Seanad abolition Bill ‘likely to be guillotined’

Murphy says schedule for legislation to abolish upper house has ‘very tight turnaround’

Fri, Jun 14, 2013, 16:43

The Government looks likely to guillotine the Bill paving the way for the abolition of Seanad Éireann, the whip of the Dáil’s technical group has said.

Independent TD Catherine Murphy said the schedule for the 32nd Amendment of the Constitution (Abolition of Seanad Éireann) Bill 2013 involves a very tight turnaround for amendments, which have to submitted by Monday morning.

The remaining stages are earmarked for completion next Thursday as the Government presses to get a number of key pieces of legislation through the Oireachtas by the summer recess.

Ms Murphy said this inevitably will necessitate another guillotine being applied by Government.

“It’s a very tight turnaround for amendments to what Taoiseach sees as most significant reform of governmental system since state was founded,” said Ms Murphy.

The Bill was introduced in the Dáil yesterday by Taoiseach Enda Kenny and is expected to go through second and remaining stages by the end of next week.

No date has been announced for a referendum but it is expected to be held in early October.
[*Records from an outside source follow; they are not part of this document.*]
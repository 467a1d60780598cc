//! Duplicate scan display formatting

use crate::duplicates::DuplicateReport;

/// Format a duplicate scan as numbered groups; the first member of each group
/// is the one kept on resolve
pub fn format_duplicate_report(report: &DuplicateReport) -> String {
    if report.is_empty() {
        return "No duplicate transactions found.".to_string();
    }

    let mut output = String::new();
    for (i, group) in report.groups.iter().enumerate() {
        output.push_str(&format!(
            "Group {} ({} confidence)\n",
            i + 1,
            group.confidence
        ));
        for (j, txn) in group.transactions.iter().enumerate() {
            let marker = if j == 0 { "keep" } else { "dup " };
            output.push_str(&format!(
                "  {} {}  {}  {:>14}  {}\n",
                marker,
                txn.id.short(),
                txn.date,
                txn.amount.format_with_code(&txn.currency),
                txn.description
            ));
        }
        output.push('\n');
    }

    output.push_str(&format!(
        "{} duplicate(s) in {} group(s); potential savings {}\n",
        report.total_duplicates,
        report.groups.len(),
        report.potential_savings
    ));
    output
}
A new Referendum Commission chaired by Ms Justice Elizabeth Dunne was established last week.

The Bill is expected to meet a resistance and opposition in the Seanad where the Government’s majority is much tighter than the huge margin it has in the Dáil.

However, most Government senators who openly oppose the abolition of the Upper House have said they will not vote against the passage of the legislation, which gives legal backing to the referendum taking place.

Notwithstanding that, there is always the possibility of one or perhaps more voting against the proposal.

The Seanad does not have the power to reject any piece of legislation, merely to delay its enactment for 90 days, or 21 days in the case of a money Bill.

The Government has guillotined debates on some 52 of the 90 Bills it has introduced in the past two and a half years, despite promising it would move to minimise the controversial practice.